Represents a built-in SharePoint object structure that can perform various tasks within the SharePoint environment on a scheduled or on a one-time event basis.
Real World Example
Although a feature stapling Feature is provided in Microsoft Office SharePoint Server 2007 and Windows SharePoint Services 3.0, you still need a way to activate some Features on every existing site collection in a given Web application. As such, a Feature receiver is added to the feature stapling Feature so that on installation, it adds a new timer job to the Web application that fires one time and traverses each existing site collection, adding the necessary Features.
Timer jobs operate in the context of the SharePoint Timer Service (OWSTimer), and have the capability to access and interoperate with the SharePoint object model at an administrator level. Timer jobs can set a schedule that can be repeated, or created to run once.
You must clean up custom SharePoint timer jobs as part of the deactivation routines associated with the Feature that created the job. If you do not clean up custom timer jobs, the remaining timer jobs could reference assemblies that no longer exist in the environment.

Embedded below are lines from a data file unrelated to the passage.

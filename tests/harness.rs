use std::{
    cell::{Cell, RefCell},
    future::Future,
    rc::Rc,
    time::Duration,
};
use tokio::{task::LocalSet, time::Instant};
use weakrefs_conformance::{
    config::HostConfig,
    harness::{
        gc_task, make_aggressive_gc_of, make_gc_of, task_turn, timeout_canceller, Canceller,
        ManualGc,
    },
    heap::Heap,
    registry::Implementation,
    Error,
};

async fn local<F: Future>(f: F) -> F::Output {
    LocalSet::new().run_until(f).await
}

/// A trigger that counts how often it was invoked.
fn counting_gc(heap: &Heap) -> (ManualGc, Rc<Cell<u32>>) {
    let count = Rc::new(Cell::new(0));
    let gc = {
        let heap = heap.clone();
        let count = count.clone();
        ManualGc::new(move || {
            count.set(count.get() + 1);
            heap.collect();
        })
    };
    (gc, count)
}

#[tokio::test]
async fn unreachable_target_is_observed_for_every_implementation() {
    local(async {
        for implementation in Implementation::ALL {
            let heap = Heap::default();
            let gc_of = make_gc_of(ManualGc::from_heap(&heap), &implementation, &heap);
            let start = Instant::now();

            let collected = gc_of.observe(None, Some(timeout_canceller(50))).await.unwrap();

            assert!(collected, "{implementation} did not observe collection");
            assert!(start.elapsed() < Duration::from_millis(50));
        }
    })
    .await;
}

#[tokio::test]
async fn observation_without_canceller_completes() {
    local(async {
        let heap = Heap::default();
        let gc_of = make_gc_of(ManualGc::from_heap(&heap), &Implementation::Stub, &heap);
        assert!(gc_of.observe(Some(heap.alloc()), None).await.unwrap());
    })
    .await;
}

#[tokio::test]
async fn reachable_target_times_out() {
    local(async {
        for implementation in Implementation::ALL {
            let heap = Heap::default();
            let gc_of = make_gc_of(ManualGc::from_heap(&heap), &implementation, &heap);
            let kept = heap.alloc();
            let start = Instant::now();

            let collected = gc_of
                .observe(Some(kept.clone()), Some(timeout_canceller(50)))
                .await
                .unwrap();

            assert!(!collected, "{implementation} collected a reachable target");
            assert!(start.elapsed() >= Duration::from_millis(50));
            drop(kept);
        }
    })
    .await;
}

#[tokio::test]
async fn target_reachable_through_link_is_kept() {
    local(async {
        let heap = Heap::default();
        let gc = ManualGc::from_heap(&heap);
        let gc_of = make_aggressive_gc_of(gc, &Implementation::Native, &heap);
        let parent = heap.alloc();
        let child = heap.alloc();
        parent.link(&child).unwrap();

        let collected = gc_of
            .observe(Some(child), Some(timeout_canceller(30)))
            .await
            .unwrap();
        assert!(!collected);
    })
    .await;
}

#[tokio::test]
async fn observations_are_independent() {
    local(async {
        let heap = Heap::default();
        let gc_of = make_gc_of(ManualGc::from_heap(&heap), &Implementation::Native, &heap);
        let kept = heap.alloc();
        let cancel = timeout_canceller(50);

        let (kept_result, dropped_result) = tokio::join!(
            gc_of.observe(Some(kept.clone()), Some(cancel.clone())),
            gc_of.observe(None, Some(cancel)),
        );

        assert!(!kept_result.unwrap());
        assert!(dropped_result.unwrap());
    })
    .await;
}

#[tokio::test]
async fn aggressive_variant_stops_collecting_after_success() {
    local(async {
        for implementation in Implementation::ALL {
            let heap = Heap::new(HostConfig::default().with_survivor_passes(3));
            let (gc, count) = counting_gc(&heap);
            let gc_of = make_aggressive_gc_of(gc, &implementation, &heap);

            let collected = gc_of.observe(None, Some(timeout_canceller(500))).await.unwrap();

            assert!(collected);
            assert_eq!(count.get(), 3, "{implementation} needed more passes");
            for _ in 0..5 {
                task_turn().await;
            }
            assert_eq!(count.get(), 3);
        }
    })
    .await;
}

#[tokio::test]
async fn single_pass_is_not_enough_for_generational_host() {
    local(async {
        let heap = Heap::new(HostConfig::default().with_survivor_passes(3));
        let (gc, count) = counting_gc(&heap);
        let gc_of = make_gc_of(gc, &Implementation::Native, &heap);

        let collected = gc_of.observe(None, Some(timeout_canceller(30))).await.unwrap();

        assert!(!collected);
        assert_eq!(count.get(), 1);
    })
    .await;
}

#[tokio::test]
async fn aggressive_variant_respects_max_passes() {
    local(async {
        let heap = Heap::new(HostConfig::default().with_survivor_passes(10));
        let (gc, count) = counting_gc(&heap);
        let gc_of = make_aggressive_gc_of(gc, &Implementation::Native, &heap).with_max_passes(4);

        let collected = gc_of.observe(None, None).await.unwrap();

        assert!(!collected);
        assert_eq!(count.get(), 4);
    })
    .await;
}

#[tokio::test]
async fn custom_cancellation_signal() {
    local(async {
        let heap = Heap::default();
        let gc = ManualGc::from_heap(&heap);
        let gc_of = make_aggressive_gc_of(gc, &Implementation::Shim, &heap);
        let kept = heap.alloc();
        let (tx, rx) = tokio::sync::oneshot::channel::<()>();
        let cancel = Canceller::from_future(async move {
            let _ = rx.await;
        });

        let observing = gc_of.observe(Some(kept.clone()), Some(cancel));
        let cancelling = async move {
            for _ in 0..10 {
                task_turn().await;
            }
            tx.send(()).unwrap();
        };
        let (collected, ()) = tokio::join!(observing, cancelling);

        assert!(!collected.unwrap());
    })
    .await;
}

#[tokio::test]
async fn collection_wins_over_fired_canceller() {
    local(async {
        let heap = Heap::default();
        let gc_of = make_gc_of(ManualGc::from_heap(&heap), &Implementation::Native, &heap);
        let fired = Canceller::from_future(async {});

        assert!(gc_of.observe(None, Some(fired)).await.unwrap());
    })
    .await;
}

#[tokio::test]
async fn aggressive_collection_wins_over_canceller_fired_by_the_same_pass() {
    local(async {
        let heap = Heap::new(HostConfig::default().with_survivor_passes(2));
        let (tx, rx) = tokio::sync::oneshot::channel::<()>();
        let passes = Rc::new(Cell::new(0));
        let gc = {
            let heap = heap.clone();
            let passes = passes.clone();
            let tx = RefCell::new(Some(tx));
            ManualGc::new(move || {
                heap.collect();
                passes.set(passes.get() + 1);
                // Fire the canceller on the pass that also reclaims the target.
                if passes.get() == 2 {
                    if let Some(tx) = tx.borrow_mut().take() {
                        let _ = tx.send(());
                    }
                }
            })
        };
        let gc_of = make_aggressive_gc_of(gc, &Implementation::Native, &heap);
        let cancel = Canceller::from_future(async move {
            let _ = rx.await;
        });

        assert!(gc_of.observe(None, Some(cancel)).await.unwrap());
        assert_eq!(passes.get(), 2);
    })
    .await;
}

#[tokio::test]
async fn foreign_target_is_rejected() {
    local(async {
        let heap = Heap::default();
        let other = Heap::default();
        let gc_of = make_gc_of(ManualGc::from_heap(&heap), &Implementation::Native, &heap);

        let result = gc_of.observe(Some(other.alloc()), Some(timeout_canceller(10))).await;
        assert_eq!(result, Err(Error::ForeignObject));
    })
    .await;
}

#[tokio::test]
async fn gc_task_collects_after_a_turn() {
    let heap = Heap::default();
    let (gc, count) = counting_gc(&heap);

    gc_task(Some(&gc)).await;
    gc_task(None).await;

    assert_eq!(count.get(), 1);
    assert_eq!(heap.stats().collections, 1);
}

Any scheduled custom timer job should have a way to control the schedule of the job because there is no built-in user interface to allow operations staff to control them. Operations staff do have the capability to delete a one-time custom timer job.
Scrutinize any code that contains a custom timer job for its potential impact on system performance. For example, a reoccurring timer job that traverses the list of sites and subsites in a server farm could have an extreme impact on performance even a small environment, if the timer job is set to run every hour or more frequently.